Softball begins climb back to the top as underdog

Baylor softball takes a lap around the field before practice Tuesday at Getterman Stadium. The Lady Bears were ranked No.5 in the Big 12 Preseason Poll. DJ Ramirez | Sports Editor

By DJ Ramirez | Sports Editor

Baylor softball isn’t used to being anywhere near the bottom of the totem pole.

Yet with four Women’s College World Series appearances and 13 NCAA regional appearances in the last 15 years, head coach Glenn Moore and his team were put through the ringer in 2019. The Lady Bears finished the year with a 18-31 overall record and missed the postseason for only the third time in the last 16 years.

But according to Moore, that adversity is why this year’s squad is going to be better than ever.

“It was a tough year of course dealing with one [injury] right after another,” Moore said. “Plenty of reasons to bail and they never did. They fought. The win-loss column doesn’t look like we had much success last year but I think the story is yet to be told. I think this year we’ll benefit from the adversity that we survived last year… I’m very proud of the way the girls finished the year and the way they worked and motivated them. I think winners will be motivated by that type of adversity.”

Not only will Baylor be motivated by the hardships of last season, but also by being named No. 5 in the Big 12 Preseason Poll, a spot they are not used to being in. Usually in the No. 2 spot behind Oklahoma, the league’s perennial powerhouse, the Lady Bears are looking to fight their way back to the top.

“That’s just pure motivation,” graduate pitcher Gia Rodoni said. “That’s all I can really say about that. It just keeps us hungry and humble.”

Rodoni, who was one of the key pieces of Baylor’s postseason run in 2017 and 2018, is one of the players returning from injury along with graduate outfielder Kyla Walker. It was a hard season for both veterans, who had to watch their team go through struggles on the field. Walker said the most difficult part was figuring out how to help her team from the bench.

“It was really hard to watch,” Walker said. “I’m on the sidelines and I really couldn’t do anything to really change it or help it so it was really tough to go through. I did the best I could just trying to lead the team on the sideline but it’s hard when you’re not out there and going through it with them.”
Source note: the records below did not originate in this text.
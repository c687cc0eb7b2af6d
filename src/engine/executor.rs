//! Graph executor
//!
//! Walks a frozen selection of the action graph in dependency order,
//! dispatching node execution to registered handlers with bounded
//! concurrency. A node runs only once all of its direct dependencies reached
//! a terminal state; failures propagate forward as skips while unrelated
//! branches continue. Before invoking a handler the executor consults the
//! result cache for the node's current version. A handler panic is caught
//! and recorded as that node's failure, so the run always drains to a
//! complete report.

use std::collections::{HashMap, HashSet};
use std::sync::Arc;

use chrono::Utc;
use futures::FutureExt;
use tokio::sync::{mpsc, watch, Semaphore};
use tracing::{debug, error, info, instrument, warn};

use crate::action::{
    ActionConfig, ActionHandler, ActionKind, ActionOutputs, ActionRef, HandlerRegistry,
};
use crate::engine::cache::ResultCache;
use crate::engine::graph::{Graph, NodeId};
use crate::engine::result::{ExecutionResult, NodeState, Report, SkipReason};
use crate::engine::select::SelectionSet;
use crate::engine::version::Version;

#[derive(Debug, thiserror::Error)]
pub enum ExecutorError {
    #[error("No handler registered for '{0}' actions")]
    MissingHandler(ActionKind),
}

/// Execution tuning knobs
#[derive(Debug, Clone)]
pub struct ExecutorOptions {
    /// Upper bound on concurrently running handlers
    pub max_concurrent: usize,

    /// Bypass the result cache and re-run every node
    pub force: bool,

    /// Stop dispatching new nodes after the first failure
    pub fail_fast: bool,
}

impl Default for ExecutorOptions {
    fn default() -> Self {
        Self {
            max_concurrent: 4,
            force: false,
            fail_fast: false,
        }
    }
}

/// Executes a selection against the graph via registered handlers
pub struct Executor {
    options: ExecutorOptions,
    handlers: HandlerRegistry,
    cache: Option<Arc<dyn ResultCache>>,
}

/// Everything a spawned node task needs, detached from the graph borrow
struct NodeTask {
    id: NodeId,
    key: ActionRef,
    config: Arc<ActionConfig>,
    version: Version,
    dependency_refs: Vec<ActionRef>,
    deps_in_selection: Vec<NodeId>,
    handler: Arc<dyn ActionHandler>,
}

impl Executor {
    pub fn new(handlers: HandlerRegistry) -> Self {
        Self {
            options: ExecutorOptions::default(),
            handlers,
            cache: None,
        }
    }

    pub fn options(mut self, options: ExecutorOptions) -> Self {
        self.options = options;
        self
    }

    pub fn cache(mut self, cache: Arc<dyn ResultCache>) -> Self {
        self.cache = Some(cache);
        self
    }

    /// Execute `selection` to completion
    pub async fn execute(
        &self,
        graph: &Graph,
        selection: &SelectionSet,
    ) -> Result<Report, ExecutorError> {
        let (_cancel_tx, cancel_rx) = watch::channel(false);
        self.execute_cancellable(graph, selection, cancel_rx).await
    }

    /// Execute `selection`, stopping early when `cancel` flips to true
    ///
    /// In-flight handlers are raced against the signal; nodes that have not
    /// started are marked skipped, and nodes already ready keep their
    /// results.
    #[instrument(skip_all, fields(selected = selection.len()))]
    pub async fn execute_cancellable(
        &self,
        graph: &Graph,
        selection: &SelectionSet,
        cancel: watch::Receiver<bool>,
    ) -> Result<Report, ExecutorError> {
        let total = selection.len();
        info!("Executing {} of {} actions", total, graph.len());

        let selected: HashSet<NodeId> = selection.ids().collect();
        let mut tasks: HashMap<NodeId, NodeTask> = HashMap::with_capacity(total);
        let mut remaining: HashMap<NodeId, usize> = HashMap::with_capacity(total);
        let mut dependents_in_selection: HashMap<NodeId, Vec<NodeId>> =
            HashMap::with_capacity(total);

        for id in selection.ids() {
            let node = graph.node(id);
            let kind = node.config().kind;
            let handler = self
                .handlers
                .get(kind)
                .ok_or(ExecutorError::MissingHandler(kind))?;

            // Dependencies outside the selection are treated as already
            // satisfied (skip-dependencies mode asserts results exist)
            let deps_in_selection: Vec<NodeId> = node
                .dependencies()
                .iter()
                .copied()
                .filter(|dep| selected.contains(dep))
                .collect();
            remaining.insert(id, deps_in_selection.len());
            for &dep in &deps_in_selection {
                dependents_in_selection.entry(dep).or_default().push(id);
            }

            tasks.insert(
                id,
                NodeTask {
                    id,
                    key: node.reference(),
                    config: Arc::new(node.config().clone()),
                    version: graph.resolve_version_by_id(id),
                    dependency_refs: node
                        .dependencies()
                        .iter()
                        .map(|&dep| graph.node(dep).reference())
                        .collect(),
                    deps_in_selection,
                    handler,
                },
            );
        }

        let semaphore = Arc::new(Semaphore::new(self.options.max_concurrent.max(1)));
        let (complete_tx, mut complete_rx) =
            mpsc::channel::<(NodeId, ExecutionResult)>(total.max(1));

        let mut results: HashMap<NodeId, ExecutionResult> = HashMap::with_capacity(total);
        let mut frontier: Vec<NodeId> = selection
            .ids()
            .filter(|id| remaining[id] == 0)
            .collect();
        let mut any_failed = false;

        while results.len() < total {
            while let Some(id) = frontier.pop() {
                let task = tasks.remove(&id).expect("node dispatched twice");

                if *cancel.borrow() {
                    warn!(action = %task.key, "Skipping action: run cancelled");
                    let result = skipped(&task, SkipReason::Cancelled);
                    complete(
                        result,
                        &dependents_in_selection,
                        &mut remaining,
                        &mut frontier,
                        &mut results,
                        id,
                    );
                    continue;
                }

                if self.options.fail_fast && any_failed {
                    warn!(action = %task.key, "Skipping action: fail-fast after earlier failure");
                    let result = skipped(&task, SkipReason::Aborted);
                    complete(
                        result,
                        &dependents_in_selection,
                        &mut remaining,
                        &mut frontier,
                        &mut results,
                        id,
                    );
                    continue;
                }

                if let Some(reason) = skip_cause(&task, &results) {
                    warn!(action = %task.key, ?reason, "Skipping action: dependency failed");
                    let result = skipped(&task, reason);
                    complete(
                        result,
                        &dependents_in_selection,
                        &mut remaining,
                        &mut frontier,
                        &mut results,
                        id,
                    );
                    continue;
                }

                self.spawn_node(
                    task,
                    &results,
                    semaphore.clone(),
                    complete_tx.clone(),
                    cancel.clone(),
                );
            }

            if results.len() == total {
                break;
            }

            match complete_rx.recv().await {
                Some((id, result)) => {
                    if result.state == NodeState::Failed {
                        any_failed = true;
                    }
                    complete(
                        result,
                        &dependents_in_selection,
                        &mut remaining,
                        &mut frontier,
                        &mut results,
                        id,
                    );
                }
                None => break,
            }
        }

        let report = Report::aggregate(results.into_values());
        info!(
            success = report.success,
            ready = report.ready_keys().len(),
            failed = report.failed_keys().len(),
            skipped = report.skipped_keys().len(),
            "Execution finished"
        );
        Ok(report)
    }

    fn spawn_node(
        &self,
        task: NodeTask,
        results: &HashMap<NodeId, ExecutionResult>,
        semaphore: Arc<Semaphore>,
        complete_tx: mpsc::Sender<(NodeId, ExecutionResult)>,
        cancel: watch::Receiver<bool>,
    ) {
        // Snapshot ready dependency outputs before moving into the task
        let dependency_outputs: HashMap<String, ActionOutputs> = task
            .deps_in_selection
            .iter()
            .filter_map(|dep| results.get(dep))
            .filter(|result| result.is_ready())
            .map(|result| (result.key.key(), result.outputs.clone()))
            .collect();

        let cache = self.cache.clone();
        let force = self.options.force;

        tokio::spawn(async move {
            let _permit = semaphore.acquire().await.unwrap();

            if !force {
                if let Some(cache) = &cache {
                    if let Some(outputs) = cache.lookup(&task.key, &task.version).await {
                        debug!(action = %task.key, version = %task.version, "Restored from cache");
                        let result = terminal(&task, NodeState::Ready, outputs, None, None, true);
                        let _ = complete_tx.send((task.id, result)).await;
                        return;
                    }
                }
            }

            info!(action = %task.key, version = %task.version, "Running action");
            // catch_unwind guarantees the completion send below happens even
            // when the handler panics; a lost completion would stall the
            // dispatch loop
            let run = std::panic::AssertUnwindSafe(task.handler.execute(
                &task.config,
                task.version.as_str(),
                &dependency_outputs,
            ))
            .catch_unwind();
            let outcome = tokio::select! {
                _ = wait_cancelled(cancel) => None,
                outcome = run => Some(outcome),
            };

            let result = match outcome {
                None => {
                    warn!(action = %task.key, "Action cancelled mid-flight");
                    skipped(&task, SkipReason::Cancelled)
                }
                Some(Ok(Ok(outputs))) => {
                    if let Some(cache) = &cache {
                        cache.store(&task.key, &task.version, &outputs).await;
                    }
                    terminal(&task, NodeState::Ready, outputs, None, None, false)
                }
                Some(Ok(Err(e))) => {
                    error!(action = %task.key, "Action failed: {:#}", e);
                    terminal(
                        &task,
                        NodeState::Failed,
                        ActionOutputs::new(),
                        Some(format!("{:#}", e)),
                        None,
                        false,
                    )
                }
                Some(Err(panic)) => {
                    let message = panic_message(panic.as_ref());
                    error!(action = %task.key, "Action failed: {}", message);
                    terminal(
                        &task,
                        NodeState::Failed,
                        ActionOutputs::new(),
                        Some(message),
                        None,
                        false,
                    )
                }
            };

            let _ = complete_tx.send((task.id, result)).await;
        });
    }
}

/// Record a terminal result and release any dependents whose last unfinished
/// dependency this was
fn complete(
    result: ExecutionResult,
    dependents_in_selection: &HashMap<NodeId, Vec<NodeId>>,
    remaining: &mut HashMap<NodeId, usize>,
    frontier: &mut Vec<NodeId>,
    results: &mut HashMap<NodeId, ExecutionResult>,
    id: NodeId,
) {
    results.insert(id, result);
    if let Some(dependents) = dependents_in_selection.get(&id) {
        for &dependent in dependents {
            let count = remaining.get_mut(&dependent).expect("unknown dependent");
            *count -= 1;
            if *count == 0 {
                frontier.push(dependent);
            }
        }
    }
}

/// Why `task` must be skipped, given its dependencies' terminal states
///
/// A failed dependency names itself as the cause; a skipped dependency
/// forwards the original failing ancestor so the report shows a coherent
/// failure chain.
fn skip_cause(task: &NodeTask, results: &HashMap<NodeId, ExecutionResult>) -> Option<SkipReason> {
    let mut cause = None;
    for dep in &task.deps_in_selection {
        let result = results.get(dep).expect("dependency not terminal");
        match result.state {
            NodeState::Failed => {
                return Some(SkipReason::DependencyFailed(result.key.clone()));
            }
            NodeState::Skipped if cause.is_none() => {
                cause = Some(match &result.skip_reason {
                    Some(SkipReason::DependencyFailed(root)) => {
                        SkipReason::DependencyFailed(root.clone())
                    }
                    Some(other) => other.clone(),
                    None => SkipReason::DependencyFailed(result.key.clone()),
                });
            }
            _ => {}
        }
    }
    cause
}

fn terminal(
    task: &NodeTask,
    state: NodeState,
    outputs: ActionOutputs,
    error: Option<String>,
    skip_reason: Option<SkipReason>,
    cached: bool,
) -> ExecutionResult {
    ExecutionResult {
        key: task.key.clone(),
        state,
        version: task.version.clone(),
        outputs,
        error,
        skip_reason,
        dependencies: task.dependency_refs.clone(),
        cached,
        completed_at: Utc::now(),
    }
}

/// Render a caught panic payload into the node's recorded failure message
fn panic_message(payload: &(dyn std::any::Any + Send)) -> String {
    if let Some(s) = payload.downcast_ref::<&str>() {
        format!("handler panicked: {}", s)
    } else if let Some(s) = payload.downcast_ref::<String>() {
        format!("handler panicked: {}", s)
    } else {
        "handler panicked".to_string()
    }
}

fn skipped(task: &NodeTask, reason: SkipReason) -> ExecutionResult {
    terminal(
        task,
        NodeState::Skipped,
        ActionOutputs::new(),
        None,
        Some(reason),
        false,
    )
}

/// Resolves when the cancel signal flips to true; never resolves if the
/// sender is dropped without cancelling
async fn wait_cancelled(mut cancel: watch::Receiver<bool>) {
    loop {
        if *cancel.borrow() {
            return;
        }
        if cancel.changed().await.is_err() {
            futures::future::pending::<()>().await;
        }
    }
}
The adversity Baylor had to go through will be an advantage to this year’s squad, according to Moore. Had Rodoni, who has thrown three post season no-hitters during her Baylor career, and Walker, who holds the program’s career batting average record with a .422 clip, not been injured and received medical redshirts, the program would be going through more of a rebuild this season.

Not only are the graduates back, but so is most of last year’s team, plus five freshmen that could make a major impact, particularly utility player Emily Hott and pitcher/infielder Aliyah Pritchett.

“We got a good group of leaders and upperclassmen that have been through the fire from both sides,” Moore said. “They’ve experienced a World Series and they’ve experienced the bottom of the valley as well. Having been on both ends of the spectrum. I think it gives them a great perspective on how to lead.”

The Lady Bears will be tested right away, starting the season with a game against Auburn in the Lead Off Classic on Feb. 7 in Clearwater, Fla. The tournament includes matchups with Louisville, Missouri, Missouri State and the U.S. National team. Baylor will then play its first home game against Abilene Christian on Feb. 11 and host the Getterman Classic from Feb. 14 to Feb. 16.